Be sure punctuation falls “outside quotation marks” for partial quotes, and the same applies “at the end of a sentence”. There are two exceptions to this, though. If the quoted text follows a colon: “then the full stop (or question mark or whatever) is inside.” If the full quote stands alone, then it also includes punctuation. “In that case, it looks like this.”

If you’re quoting more than a sentence, it can be nice to indent it. If you do that:

Capitalise. You don’t need to use quotation marks and if you omit some text […] stick an ellipsis in square brackets. Don’t forget punctuation – you don’t want to leave people hanging.

Embedding bits and bobs

Want to pop in a video? Great! Be sure to reference it in the text too.

If you need quotation marks, use ‘singles’. The video caption must end with punctuation.

What about a picture?

image Don’t forget to check the license on the photo – it must be (minimum) Creative Commons Attribution – and use a full stop. If it's a screenshot, simply write 'Screenshot'

The above gives you the image below.

image ‘Single quotation marks’ in captions, and don’t forget a full stop. Credit/Source without a full stop, CC BY-NC-SA

It’s nice to use lists. If you need dot points:

  • don’t capitalise
  • no punctuation after list items
  • except the final one.

For numbered lists, the rules are the same:

  1. don’t capitalise
  2. no punctuation after list items
  3. except the final one.

A bit of style

image Portrait-oriented images usually look best on the left or right, while landscape orientations look best centred. Credit/Source without a full stop, CC BY

For dashes in sentences, use an em dash surrounded by spaces – check these guys out – not an en dash. You can get an em dash on a Mac by holding down the option key, then hitting the dash key. En dashes are for hyphenated words, such as a devil-may-care cat on a Roomba.

For ellipses, be sure there is a space … either side of the three dots, unless you’re denoting omitted text (see indented text above).

Italicise genus and species names – such as Homo sapiens – and foreign words such as laissez-faire. Not book names or journals, though.

When inserting links, don’t link punctuation such as “quotation marks” and full stops. If you are linking to something with an acronym, link the acronym rather than the full name, such as the Roomba Cat Appreciation Society (RCAS).

From letters to numbers

Spell out numbers from one to ten, and 11 upwards in digits. If you’re talking percentages, use the % symbol.

In Australia and the UK, temperature is measured in Centigrade – not Fahrenheit – and is simply denoted with a C: the weather was a balmy 30C today.

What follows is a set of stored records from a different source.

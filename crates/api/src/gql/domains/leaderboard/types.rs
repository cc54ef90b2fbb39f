use async_graphql::Enum;

use infra::models::LeaderboardRow;

use crate::gql::scalars::BigInt;
use crate::gql::types::User;

#[derive(Enum, Copy, Clone, Eq, PartialEq, Debug)]
pub enum Period {
    /// Last 24 hours
    Day,
    /// Last 7 days
    Week,
    /// Last 30 days
    Month,
    AllTime,
}

impl From<Period> for infra::repos::LeaderboardPeriod {
    fn from(period: Period) -> Self {
        match period {
            Period::Day => infra::repos::LeaderboardPeriod::Day,
            Period::Week => infra::repos::LeaderboardPeriod::Week,
            Period::Month => infra::repos::LeaderboardPeriod::Month,
            Period::AllTime => infra::repos::LeaderboardPeriod::AllTime,
        }
    }
}

/// Leaderboard entry at 1-based `rank`.
pub fn ranked_user(rank: usize, row: LeaderboardRow) -> User {
    User {
        id: row.user_id.into(),
        address: row.address,
        display_name: row.display_name,
        created_at: row.created_at,
        rank: Some(saturating_i32(rank)),
        period_volume: Some(BigInt(row.volume)),
        bet_count: Some(saturating_i32(row.bet_count)),
    }
}

fn saturating_i32<T: TryInto<i32>>(value: T) -> i32 {
    value.try_into().unwrap_or(i32::MAX)
}
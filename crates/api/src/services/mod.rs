pub mod janitor_service;

pub use janitor_service::{spawn_janitor_service, JanitorService, SweepReport};
pub mod jwt;
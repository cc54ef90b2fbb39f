use std::sync::Arc;
use std::time::Duration;

use anyhow::Context as _;
use async_graphql_axum::{GraphQLProtocol, GraphQLWebSocket};
use axum::{
    extract::{Request, State, WebSocketUpgrade},
    http::{
        header::{HeaderValue, AUTHORIZATION, CONTENT_TYPE},
        Method, StatusCode,
    },
    middleware,
    response::{IntoResponse, Response},
    routing::{get, post},
    Json, Router,
};
use tower_governor::governor::GovernorConfigBuilder;
use tower_governor::GovernorLayer;
use tower_http::{cors::CorsLayer, timeout::TimeoutLayer, trace::TraceLayer};

use crate::auth::{AuthUser, JwtService};
use crate::error::AppError;
use crate::gql::metrics::OperationSnapshot;
use crate::gql::MarketSchema;
use crate::middleware::jwt::{authenticate_header, jwt_middleware};
use crate::state::AppState;

/// Largest accepted GraphQL request body.
const MAX_BODY_BYTES: usize = 2 * 1024 * 1024;

/// Build the Axum router: `/health`, `/metrics` and `/graphql` for both POST
/// queries and WebSocket subscriptions.
pub fn build_router(state: AppState, schema: MarketSchema) -> anyhow::Result<Router> {
    let config = state.config().clone();

    // Per-IP limit on the GraphQL endpoint; needs ConnectInfo<SocketAddr>
    let governor_conf = GovernorConfigBuilder::default()
        .per_millisecond(config.http_rate_limit.replenish_ms.max(1))
        .burst_size(config.http_rate_limit.burst.max(1))
        .finish()
        .context("invalid HTTP rate limit configuration")?;

    let graphql_routes = Router::new()
        .route(
            "/graphql",
            post({
                let schema = schema.clone();
                move |req| graphql_handler(req, schema)
            })
            .get({
                let schema = schema.clone();
                move |state, protocol, upgrade| graphql_ws_handler(state, protocol, upgrade, schema)
            }),
        )
        .layer(GovernorLayer::new(Arc::new(governor_conf)));

    let origins: Vec<HeaderValue> = config
        .allowed_origins
        .iter()
        .filter_map(|o| o.parse().ok())
        .collect();

    Ok(Router::new()
        // Liveness plus a data-source round-trip
        .route("/health", get(health))
        .route("/metrics", get(metrics))
        .merge(graphql_routes)
        .with_state(state.clone())
        .layer(middleware::from_fn_with_state(state, jwt_middleware))
        .layer(TraceLayer::new_for_http())
        .layer(TimeoutLayer::with_status_code(
            StatusCode::REQUEST_TIMEOUT,
            Duration::from_secs(config.request_timeout_secs),
        ))
        .layer(
            CorsLayer::new()
                .allow_origin(origins)
                .allow_methods([Method::GET, Method::POST, Method::OPTIONS])
                .allow_headers([CONTENT_TYPE, AUTHORIZATION])
                .allow_credentials(true),
        ))
}

/// Execute a GraphQL request, forwarding the claims set by the JWT middleware.
async fn graphql_handler(req: Request, schema: MarketSchema) -> Result<Response, AppError> {
    let user = req.extensions().get::<AuthUser>().cloned();

    let (_parts, body) = req.into_parts();
    let body_bytes = axum::body::to_bytes(body, MAX_BODY_BYTES)
        .await
        .map_err(|e| AppError::BadRequest(format!("Failed to read request body: {}", e)))?;

    let mut gql_request: async_graphql::Request = serde_json::from_slice(&body_bytes)
        .map_err(|e| AppError::BadRequest(format!("Invalid GraphQL request: {}", e)))?;

    if let Some(user) = user {
        gql_request = gql_request.data(user);
    }

    let gql_response = schema.execute(gql_request).await;

    Ok(Json(gql_response).into_response())
}

/// WebSocket handler for GraphQL subscriptions.
/// The JWT travels in the `connection_init` payload instead of a header.
async fn graphql_ws_handler(
    State(state): State<AppState>,
    protocol: GraphQLProtocol,
    upgrade: WebSocketUpgrade,
    schema: MarketSchema,
) -> Response {
    let jwt_service = state.jwt_service().clone();

    upgrade
        .protocols(["graphql-transport-ws", "graphql-ws"])
        .on_upgrade(move |stream| {
            GraphQLWebSocket::new(stream, schema, protocol)
                .on_connection_init(move |value: serde_json::Value| async move {
                    connection_init_data(&jwt_service, &value)
                })
                .serve()
        })
}

/// Turn a `connection_init` payload into per-connection context data.
///
/// Accepts `{ headers: { Authorization } }` or a top-level `Authorization`.
/// A missing token yields an anonymous connection; a bad one is refused.
pub fn connection_init_data(
    jwt_service: &JwtService,
    payload: &serde_json::Value,
) -> async_graphql::Result<async_graphql::Data> {
    let mut data = async_graphql::Data::default();

    let header = payload
        .get("headers")
        .and_then(|h| h.get("Authorization").or_else(|| h.get("authorization")))
        .or_else(|| payload.get("Authorization"))
        .or_else(|| payload.get("authorization"))
        .and_then(|v| v.as_str());

    let user = authenticate_header(jwt_service, header)
        .map_err(|_| async_graphql::Error::new("Invalid or expired token"))?;
    if let Some(user) = user {
        data.insert(user);
    }

    Ok(data)
}

async fn health(State(state): State<AppState>) -> Result<&'static str, AppError> {
    state.market_api().health().await?;
    Ok("ok")
}

/// Per-operation counters for GraphQL queries and mutations.
async fn metrics(State(state): State<AppState>) -> Json<Vec<OperationSnapshot>> {
    Json(state.metrics().snapshot())
}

Money, honey? If the amount is from Australia, refer to it in A$, such as A$7 Medicare co-payment. Similarly, if it’s US dollars, they’re US$ – such as US$3 million worth of cats on Roombas. Do this throughout – sometimes one article will switch currencies multiple times.

Unless they’re postcodes, zip codes or years, numbers with four digits or more need commas. I watched 1,000 cat videos on YouTube in 2013. Dates go like this: September 1 2001.